Stop after the line that contains "state do so"; until then, restate each line of the entries word for word from the very first.

Records from a dataset
/---
//! Event-type dispatch and side-effect handlers.
//!
//! The processor maps a verified event's type string to a registered
//! handler. Unknown types are acknowledged as a no-op, since providers emit
//! many event kinds a consumer never acts on, and acknowledging them
//! stops pointless redelivery. Handlers that mutate business state do so
//! through the store's atomic operations, so a side effect and its
//! dependent booking update commit or roll back together.

use std::{collections::HashMap, future::Future, pin::Pin, sync::Arc};

use breakwater_core::{
    error::CoreError,
    models::{BookingId, BookingPaymentState, PaymentStatus, PaymentTransaction, TransactionId},
    Clock,
};
use breakwater_core::storage::PaymentOutcome;
use chrono::{DateTime, Utc};
use serde_json::{json, Value};
use thiserror::Error;

use crate::{event::PaymentEvent, store::WebhookStore};

/// Errors from dispatching an event to its handler.
#[derive(Debug, Error)]
pub enum ProcessError {
    /// The event object lacked fields the handler requires.
    #[error("malformed event object: {0}")]
    Malformed(String),

    /// The side-effect transaction could not commit.
    #[error("persistence failure: {0}")]
    Persistence(#[from] CoreError),
}

/// Context passed to every handler invocation.
pub struct ProcessContext {
    /// Store used for atomic side effects.
    pub store: Arc<dyn WebhookStore>,
    /// Provider that sent the event.
    pub provider: String,
    /// The event's idempotency key, mirrored onto side-effect rows.
    pub idempotency_key: String,
    /// Timestamp for rows created by this run.
    pub now: DateTime<Utc>,
}

type HandlerFuture = Pin<Box<dyn Future<Output = Result<Value, ProcessError>> + Send>>;

/// Handler invoked for one event type.
pub type Handler = Arc<dyn Fn(ProcessContext, PaymentEvent) -> HandlerFuture + Send + Sync>;

/// Routes verified events to their side-effect handlers.
pub struct EventProcessor {
    store: Arc<dyn WebhookStore>,
    clock: Arc<dyn Clock>,
    handlers: HashMap<String, Handler>,
}

impl EventProcessor {
    /// Creates a processor with the built-in payment handlers registered.
    pub fn new(store: Arc<dyn WebhookStore>, clock: Arc<dyn Clock>) -> Self {
        let mut processor = Self { store, clock, handlers: HashMap::new() };

        processor.register("payment.succeeded", Arc::new(|ctx, event| {
            Box::pin(handle_payment_succeeded(ctx, event))
        }));
        processor.register("payment.failed", Arc::new(|ctx, event| {
            Box::pin(handle_payment_failed(ctx, event))
        }));
        processor.register("payment.refunded", Arc::new(|ctx, event| {
            Box::pin(handle_payment_refunded(ctx, event))
        }));

        processor
    }

    /// Registers (or replaces) the handler for an event type.
    pub fn register(&mut self, event_type: impl Into<String>, handler: Handler) {
        self.handlers.insert(event_type.into(), handler);
    }

    /// Dispatches an event to its handler.
    ///
    /// Unknown event types return an `ignored` acknowledgement without
    /// touching any state.
    ///
    /// # Errors
    ///
    /// Propagates the handler's [`ProcessError`]; the endpoint converts
    /// it into a retryable response for the sender.
    pub async fn dispatch(
        &self,
        provider: &str,
        idempotency_key: &str,
        event: &PaymentEvent,
    ) -> Result<Value, ProcessError> {
        let Some(handler) = self.handlers.get(&event.event_type) else {
            tracing::debug!(
                provider,
                event_type = %event.event_type,
                "no handler registered, acknowledging as no-op"
            );
            return Ok(json!({"status": "ignored", "event_type": event.event_type}));
        };

        let ctx = ProcessContext {
            store: self.store.clone(),
            provider: provider.to_string(),
            idempotency_key: idempotency_key.to_string(),
            now: DateTime::<Utc>::from(self.clock.now_system()),
        };

        handler(ctx, event.clone()).await
    }
}

async fn handle_payment_succeeded(
    ctx: ProcessContext,
    event: PaymentEvent,
) -> Result<Value, ProcessError> {
    let details = event.payment().map_err(|e| ProcessError::Malformed(e.to_string()))?;
    let external_id = details.id.unwrap_or_else(|| event.id.clone());
    let booking_id = details.metadata.booking_id.map(BookingId::from);

    let payment = PaymentTransaction {
        id: TransactionId::new(),
        provider: ctx.provider.clone(),
        external_id: external_id.clone(),
        idempotency_key: ctx.idempotency_key.clone(),
        amount_cents: details.amount,
        currency: details.currency,
        status: PaymentStatus::Succeeded,
        booking_id,
        created_at: ctx.now,
        updated_at: ctx.now,
    };
    let transaction_id = payment.id;

    let outcome = ctx.store.record_payment(payment).await?;
    if outcome == PaymentOutcome::AlreadyRecorded {
        tracing::info!(
            %external_id,
            idempotency_key = %ctx.idempotency_key,
            "payment already recorded, skipping side effects"
        );
    } else {
        tracing::info!(
            %external_id,
            amount_cents = details.amount,
            booking_id = ?booking_id,
            "payment recorded"
        );
    }

    Ok(json!({
        "status": "processed",
        "transaction_id": transaction_id,
        "booking_id": booking_id,
    }))
}

async fn handle_payment_failed(
    ctx: ProcessContext,
    event: PaymentEvent,
) -> Result<Value, ProcessError> {
    let details = event.payment().map_err(|e| ProcessError::Malformed(e.to_string()))?;
    let booking_id = details.metadata.booking_id.map(BookingId::from);

    if let Some(booking_id) = booking_id {
        ctx.store
            .set_booking_payment_state(booking_id, BookingPaymentState::Failed)
            .await?;
    }

    tracing::info!(event_id = %event.id, booking_id = ?booking_id, "payment failed");

    Ok(json!({"status": "processed", "booking_id": booking_id}))
}

async fn handle_payment_refunded(
    ctx: ProcessContext,
    event: PaymentEvent,
) -> Result<Value, ProcessError> {
    let details = event.payment().map_err(|e| ProcessError::Malformed(e.to_string()))?;
    let external_id = details.id.unwrap_or_else(|| event.id.clone());

    // Fails with NotFound if the refund arrives before the payment event;
    // the resulting 500 makes the provider redeliver after the payment
    // has landed.
    ctx.store.record_refund(ctx.provider.clone(), external_id.clone()).await?;

    tracing::info!(%external_id, "payment refunded");

    Ok(json!({"status": "processed"}))
}

#[cfg(test)]
mod tests {
    use breakwater_core::RealClock;
    use serde_json::json;
    use uuid::Uuid;

    use super::*;
    use crate::store::mock::MockWebhookStore;

    fn processor_with_store() -> (Arc<MockWebhookStore>, EventProcessor) {
        let store = Arc::new(MockWebhookStore::new());
        let processor = EventProcessor::new(store.clone(), Arc::new(RealClock::new()));
        (store, processor)
    }

    fn succeeded_event(booking_id: Option<Uuid>) -> PaymentEvent {
        let body = json!({
            "id": "evt_1",
            "type": "payment.succeeded",
            "data": {
                "object": {
                    "id": "pi_1",
                    "amount": 5000,
                    "currency": "usd",
                    "metadata": {"booking_id": booking_id},
                }
            }
        });
        PaymentEvent::parse(body.to_string().as_bytes()).unwrap()
    }

    #[tokio::test]
    async fn unknown_event_type_is_acknowledged_without_side_effects() {
        let (store, processor) = processor_with_store();

        let event = PaymentEvent::parse(
            br#"{"id": "evt_1", "type": "customer.subscription.created"}"#,
        )
        .unwrap();

        let response = processor.dispatch("stripe", "stripe_evt_1", &event).await.unwrap();
        assert_eq!(response["status"], "ignored");
        assert_eq!(store.payment_count().await, 0);
    }

    #[tokio::test]
    async fn payment_succeeded_creates_transaction_and_marks_booking() {
        let (store, processor) = processor_with_store();
        let booking_id = BookingId::new();
        store.add_booking(booking_id, BookingPaymentState::Pending).await;

        let event = succeeded_event(Some(booking_id.0));
        let response = processor.dispatch("stripe", "stripe_evt_1", &event).await.unwrap();

        assert_eq!(response["status"], "processed");
        assert_eq!(store.payment_count().await, 1);

        let payment = store.payment_for_key("stripe_evt_1").await.unwrap();
        assert_eq!(payment.amount_cents, 5000);
        assert_eq!(payment.external_id, "pi_1");
        assert_eq!(payment.status, PaymentStatus::Succeeded);
        assert_eq!(
            store.booking_state(booking_id).await,
            Some(BookingPaymentState::Paid)
        );
    }

    #[tokio::test]
    async fn repeated_dispatch_creates_one_transaction() {
        let (store, processor) = processor_with_store();

        let event = succeeded_event(None);
        processor.dispatch("stripe", "stripe_evt_1", &event).await.unwrap();
        processor.dispatch("stripe", "stripe_evt_1", &event).await.unwrap();

        assert_eq!(store.payment_count().await, 1);
    }

    #[tokio::test]
    async fn payment_failed_updates_booking_only() {
        let (store, processor) = processor_with_store();
        let booking_id = BookingId::new();
        store.add_booking(booking_id, BookingPaymentState::Pending).await;

        let body = json!({
            "id": "evt_2",
            "type": "payment.failed",
            "data": {"object": {"amount": 5000, "metadata": {"booking_id": booking_id.0}}}
        });
        let event = PaymentEvent::parse(body.to_string().as_bytes()).unwrap();

        let response = processor.dispatch("stripe", "stripe_evt_2", &event).await.unwrap();
        assert_eq!(response["status"], "processed");
        assert_eq!(store.payment_count().await, 0);
        assert_eq!(
            store.booking_state(booking_id).await,
            Some(BookingPaymentState::Failed)
        );
    }

    #[tokio::test]
    async fn refund_updates_transaction_and_booking() {
        let (store, processor) = processor_with_store();
        let booking_id = BookingId::new();
        store.add_booking(booking_id, BookingPaymentState::Pending).await;

        let event = succeeded_event(Some(booking_id.0));
        processor.dispatch("stripe", "stripe_evt_1", &event).await.unwrap();

        let body = json!({
            "id": "evt_3",
            "type": "payment.refunded",
            "data": {"object": {"id": "pi_1", "amount": 5000}}
        });
        let refund = PaymentEvent::parse(body.to_string().as_bytes()).unwrap();
        processor.dispatch("stripe", "stripe_evt_3", &refund).await.unwrap();

        let payment = store.payment_for_key("stripe_evt_1").await.unwrap();
        assert_eq!(payment.status, PaymentStatus::Refunded);
        assert_eq!(
            store.booking_state(booking_id).await,
            Some(BookingPaymentState::Refunded)
        );
    }

    #[tokio::test]
    async fn refund_before_payment_surfaces_error() {
        let (_store, processor) = processor_with_store();

        let body = json!({
            "id": "evt_4",
            "type": "payment.refunded",
            "data": {"object": {"id": "pi_unknown", "amount": 5000}}
        });
        let event = PaymentEvent::parse(body.to_string().as_bytes()).unwrap();

        let result = processor.dispatch("stripe", "stripe_evt_4", &event).await;
        assert!(matches!(result, Err(ProcessError::Persistence(_))));
    }

    #[tokio::test]
    async fn malformed_object_is_reported() {
        let (_store, processor) = processor_with_store();

        // payment.succeeded without an amount.
        let event =
            PaymentEvent::parse(br#"{"id": "evt_5", "type": "payment.succeeded"}"#).unwrap();

        let result = processor.dispatch("stripe", "stripe_evt_5", &event).await;
        assert!(matches!(result, Err(ProcessError::Malformed(_))));
    }
}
\---
Result of the exercise
//! Event-type dispatch and side-effect handlers.
//!
//! The processor maps a verified event's type string to a registered
//! handler. Unknown types are acknowledged as a no-op, since providers emit
//! many event kinds a consumer never acts on, and acknowledging them
//! stops pointless redelivery. Handlers that mutate business state do so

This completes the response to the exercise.